++++ RECORDED DATA ++++

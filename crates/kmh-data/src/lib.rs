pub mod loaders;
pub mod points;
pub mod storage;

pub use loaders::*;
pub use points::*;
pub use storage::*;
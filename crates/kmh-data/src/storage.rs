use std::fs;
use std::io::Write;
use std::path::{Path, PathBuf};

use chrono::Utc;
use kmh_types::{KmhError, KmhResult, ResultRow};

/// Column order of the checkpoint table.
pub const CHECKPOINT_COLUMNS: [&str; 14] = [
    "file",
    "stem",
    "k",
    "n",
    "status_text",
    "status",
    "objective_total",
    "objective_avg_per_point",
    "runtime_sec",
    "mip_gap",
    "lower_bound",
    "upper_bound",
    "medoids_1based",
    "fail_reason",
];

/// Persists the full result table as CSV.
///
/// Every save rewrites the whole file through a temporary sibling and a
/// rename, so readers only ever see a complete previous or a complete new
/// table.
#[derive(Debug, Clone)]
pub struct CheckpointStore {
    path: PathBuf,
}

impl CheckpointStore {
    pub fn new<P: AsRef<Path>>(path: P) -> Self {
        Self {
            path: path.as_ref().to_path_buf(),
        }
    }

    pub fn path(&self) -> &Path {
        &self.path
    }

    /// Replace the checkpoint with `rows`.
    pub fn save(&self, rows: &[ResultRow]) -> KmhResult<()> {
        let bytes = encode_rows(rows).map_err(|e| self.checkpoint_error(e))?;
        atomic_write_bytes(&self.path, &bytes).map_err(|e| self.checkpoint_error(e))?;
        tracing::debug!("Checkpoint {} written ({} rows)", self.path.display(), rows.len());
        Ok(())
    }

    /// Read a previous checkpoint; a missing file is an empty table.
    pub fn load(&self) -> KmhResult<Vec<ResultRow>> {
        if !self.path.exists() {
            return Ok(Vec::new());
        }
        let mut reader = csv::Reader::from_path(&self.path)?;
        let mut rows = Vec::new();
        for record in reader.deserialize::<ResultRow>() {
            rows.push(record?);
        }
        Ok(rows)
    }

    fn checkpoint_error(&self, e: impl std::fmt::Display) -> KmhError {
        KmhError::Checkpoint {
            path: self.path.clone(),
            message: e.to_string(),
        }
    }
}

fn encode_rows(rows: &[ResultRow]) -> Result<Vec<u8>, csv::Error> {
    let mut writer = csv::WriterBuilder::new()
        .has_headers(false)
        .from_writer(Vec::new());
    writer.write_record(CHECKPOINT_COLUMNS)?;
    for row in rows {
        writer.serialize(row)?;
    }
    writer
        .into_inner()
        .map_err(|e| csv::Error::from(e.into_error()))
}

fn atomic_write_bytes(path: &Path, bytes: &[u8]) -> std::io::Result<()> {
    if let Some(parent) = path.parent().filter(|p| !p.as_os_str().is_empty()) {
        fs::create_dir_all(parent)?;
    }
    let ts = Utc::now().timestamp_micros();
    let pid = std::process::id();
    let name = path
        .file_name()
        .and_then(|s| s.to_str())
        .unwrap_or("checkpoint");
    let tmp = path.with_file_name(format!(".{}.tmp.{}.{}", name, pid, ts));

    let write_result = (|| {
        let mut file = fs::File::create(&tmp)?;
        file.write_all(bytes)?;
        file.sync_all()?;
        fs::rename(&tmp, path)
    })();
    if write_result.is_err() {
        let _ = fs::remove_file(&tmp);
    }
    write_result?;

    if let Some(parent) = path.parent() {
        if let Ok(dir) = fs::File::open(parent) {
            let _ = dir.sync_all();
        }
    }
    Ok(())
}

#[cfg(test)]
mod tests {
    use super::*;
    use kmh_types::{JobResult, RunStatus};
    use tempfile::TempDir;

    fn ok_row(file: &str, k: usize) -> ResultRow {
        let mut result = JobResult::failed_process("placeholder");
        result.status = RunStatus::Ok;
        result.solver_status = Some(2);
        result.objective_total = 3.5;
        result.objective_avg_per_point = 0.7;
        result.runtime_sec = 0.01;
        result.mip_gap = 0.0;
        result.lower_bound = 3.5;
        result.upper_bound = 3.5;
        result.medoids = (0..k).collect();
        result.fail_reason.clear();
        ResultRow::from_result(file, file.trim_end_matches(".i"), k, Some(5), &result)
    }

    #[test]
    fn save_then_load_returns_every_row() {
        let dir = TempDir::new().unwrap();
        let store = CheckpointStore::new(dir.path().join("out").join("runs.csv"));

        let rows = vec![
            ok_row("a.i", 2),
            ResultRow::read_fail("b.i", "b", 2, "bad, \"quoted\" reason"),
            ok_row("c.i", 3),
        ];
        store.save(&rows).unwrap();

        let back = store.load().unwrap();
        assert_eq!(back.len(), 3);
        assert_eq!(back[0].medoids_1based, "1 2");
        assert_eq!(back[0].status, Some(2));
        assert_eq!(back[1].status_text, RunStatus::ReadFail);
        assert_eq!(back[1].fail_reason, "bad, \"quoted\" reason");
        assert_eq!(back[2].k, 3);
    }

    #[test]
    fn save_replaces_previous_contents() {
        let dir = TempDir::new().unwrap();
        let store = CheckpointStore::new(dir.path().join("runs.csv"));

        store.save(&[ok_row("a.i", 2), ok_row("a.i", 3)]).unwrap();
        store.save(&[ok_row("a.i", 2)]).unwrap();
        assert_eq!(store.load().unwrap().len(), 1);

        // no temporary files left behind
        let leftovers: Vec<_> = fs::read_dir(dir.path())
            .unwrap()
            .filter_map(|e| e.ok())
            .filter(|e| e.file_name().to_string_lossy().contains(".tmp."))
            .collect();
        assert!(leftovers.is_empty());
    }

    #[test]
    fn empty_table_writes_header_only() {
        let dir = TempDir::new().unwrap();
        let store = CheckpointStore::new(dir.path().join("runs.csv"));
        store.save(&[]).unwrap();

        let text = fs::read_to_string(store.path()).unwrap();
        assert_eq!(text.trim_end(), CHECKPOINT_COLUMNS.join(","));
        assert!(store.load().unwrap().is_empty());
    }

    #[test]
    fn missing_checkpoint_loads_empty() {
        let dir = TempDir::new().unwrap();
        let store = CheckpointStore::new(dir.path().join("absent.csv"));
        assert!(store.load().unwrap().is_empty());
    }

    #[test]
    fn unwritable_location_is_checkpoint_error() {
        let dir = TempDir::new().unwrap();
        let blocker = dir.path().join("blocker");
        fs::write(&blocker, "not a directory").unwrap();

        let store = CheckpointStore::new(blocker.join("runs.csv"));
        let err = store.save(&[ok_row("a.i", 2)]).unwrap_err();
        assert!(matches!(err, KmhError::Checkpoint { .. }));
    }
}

++++
++++ RECORDED DATA ++++

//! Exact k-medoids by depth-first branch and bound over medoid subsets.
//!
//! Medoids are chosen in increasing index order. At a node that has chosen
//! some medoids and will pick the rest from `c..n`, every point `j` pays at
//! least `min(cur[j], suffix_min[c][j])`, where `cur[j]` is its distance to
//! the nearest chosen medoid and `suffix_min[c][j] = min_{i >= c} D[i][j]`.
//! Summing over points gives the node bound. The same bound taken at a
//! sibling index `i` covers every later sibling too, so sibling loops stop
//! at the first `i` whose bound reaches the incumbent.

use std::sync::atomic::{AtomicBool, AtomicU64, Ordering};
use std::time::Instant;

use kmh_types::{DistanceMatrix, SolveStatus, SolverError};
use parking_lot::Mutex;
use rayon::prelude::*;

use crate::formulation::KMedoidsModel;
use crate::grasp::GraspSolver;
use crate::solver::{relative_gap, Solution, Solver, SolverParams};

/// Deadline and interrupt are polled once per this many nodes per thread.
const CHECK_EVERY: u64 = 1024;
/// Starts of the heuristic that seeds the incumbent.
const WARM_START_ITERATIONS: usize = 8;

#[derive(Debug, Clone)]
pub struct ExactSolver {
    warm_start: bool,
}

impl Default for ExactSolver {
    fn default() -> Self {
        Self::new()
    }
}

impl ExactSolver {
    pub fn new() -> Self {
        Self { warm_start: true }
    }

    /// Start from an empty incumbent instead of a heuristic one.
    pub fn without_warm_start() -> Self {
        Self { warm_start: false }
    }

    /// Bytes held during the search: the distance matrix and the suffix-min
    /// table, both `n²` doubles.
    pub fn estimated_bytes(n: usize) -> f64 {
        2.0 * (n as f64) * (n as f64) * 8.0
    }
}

++++
++++ RECORDED DATA ++++

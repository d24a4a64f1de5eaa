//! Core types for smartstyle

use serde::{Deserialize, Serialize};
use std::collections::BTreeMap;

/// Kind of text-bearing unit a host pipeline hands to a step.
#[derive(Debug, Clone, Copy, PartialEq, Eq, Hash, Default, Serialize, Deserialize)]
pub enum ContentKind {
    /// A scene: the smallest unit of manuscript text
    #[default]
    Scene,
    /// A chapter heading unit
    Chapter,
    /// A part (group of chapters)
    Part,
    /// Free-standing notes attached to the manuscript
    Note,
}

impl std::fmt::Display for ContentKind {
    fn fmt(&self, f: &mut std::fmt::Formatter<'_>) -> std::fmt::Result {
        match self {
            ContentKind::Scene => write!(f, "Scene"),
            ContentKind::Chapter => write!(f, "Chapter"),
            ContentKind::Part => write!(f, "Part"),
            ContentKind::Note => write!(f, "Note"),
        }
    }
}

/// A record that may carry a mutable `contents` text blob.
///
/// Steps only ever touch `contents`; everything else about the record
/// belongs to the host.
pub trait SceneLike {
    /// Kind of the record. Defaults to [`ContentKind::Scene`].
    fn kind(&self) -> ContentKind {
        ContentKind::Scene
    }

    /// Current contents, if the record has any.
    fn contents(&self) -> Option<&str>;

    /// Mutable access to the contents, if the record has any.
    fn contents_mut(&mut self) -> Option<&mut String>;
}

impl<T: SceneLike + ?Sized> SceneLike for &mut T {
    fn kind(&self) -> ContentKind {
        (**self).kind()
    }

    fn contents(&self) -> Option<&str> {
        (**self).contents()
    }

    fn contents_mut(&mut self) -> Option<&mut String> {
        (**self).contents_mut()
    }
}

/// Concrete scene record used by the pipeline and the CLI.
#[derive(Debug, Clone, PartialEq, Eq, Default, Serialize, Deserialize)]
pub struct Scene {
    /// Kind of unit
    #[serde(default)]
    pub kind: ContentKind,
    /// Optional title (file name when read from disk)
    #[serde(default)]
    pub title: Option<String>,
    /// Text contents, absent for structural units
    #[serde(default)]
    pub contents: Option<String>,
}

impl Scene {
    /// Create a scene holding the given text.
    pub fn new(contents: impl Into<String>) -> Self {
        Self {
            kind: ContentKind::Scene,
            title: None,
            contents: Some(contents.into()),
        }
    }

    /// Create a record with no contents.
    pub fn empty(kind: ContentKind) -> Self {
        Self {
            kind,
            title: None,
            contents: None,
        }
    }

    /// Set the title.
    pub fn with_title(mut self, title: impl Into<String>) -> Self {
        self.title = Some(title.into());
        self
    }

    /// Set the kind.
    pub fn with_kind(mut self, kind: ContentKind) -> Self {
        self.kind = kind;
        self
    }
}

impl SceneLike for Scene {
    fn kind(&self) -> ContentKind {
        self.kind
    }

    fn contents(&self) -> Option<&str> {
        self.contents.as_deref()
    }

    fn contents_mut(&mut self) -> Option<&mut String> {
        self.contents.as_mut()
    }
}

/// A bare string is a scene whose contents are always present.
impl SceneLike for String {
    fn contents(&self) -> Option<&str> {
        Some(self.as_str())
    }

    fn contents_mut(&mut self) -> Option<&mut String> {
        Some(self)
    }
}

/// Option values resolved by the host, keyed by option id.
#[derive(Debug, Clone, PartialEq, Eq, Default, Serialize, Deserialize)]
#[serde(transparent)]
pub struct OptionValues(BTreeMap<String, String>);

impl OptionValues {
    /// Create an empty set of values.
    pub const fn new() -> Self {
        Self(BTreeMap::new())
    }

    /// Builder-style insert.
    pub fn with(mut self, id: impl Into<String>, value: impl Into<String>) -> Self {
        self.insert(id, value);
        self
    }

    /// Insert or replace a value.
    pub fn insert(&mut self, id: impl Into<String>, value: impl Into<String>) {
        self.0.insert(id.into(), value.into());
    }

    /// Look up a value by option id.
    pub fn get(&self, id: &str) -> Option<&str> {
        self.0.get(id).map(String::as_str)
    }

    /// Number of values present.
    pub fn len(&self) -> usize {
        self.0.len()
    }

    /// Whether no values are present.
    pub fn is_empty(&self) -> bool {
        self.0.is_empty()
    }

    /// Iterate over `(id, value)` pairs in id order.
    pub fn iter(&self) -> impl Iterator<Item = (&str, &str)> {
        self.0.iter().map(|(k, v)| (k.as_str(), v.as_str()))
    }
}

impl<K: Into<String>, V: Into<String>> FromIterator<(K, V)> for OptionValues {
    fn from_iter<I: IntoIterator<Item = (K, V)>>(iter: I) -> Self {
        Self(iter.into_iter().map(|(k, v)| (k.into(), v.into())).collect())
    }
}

++++

• [BRIEF]: Filter the entries above down to the lines that contain the word "OptionValues".

• [REPLY]:
pub struct OptionValues(BTreeMap<String, String>);
impl OptionValues {
impl<K: Into<String>, V: Into<String>> FromIterator<(K, V)> for OptionValues {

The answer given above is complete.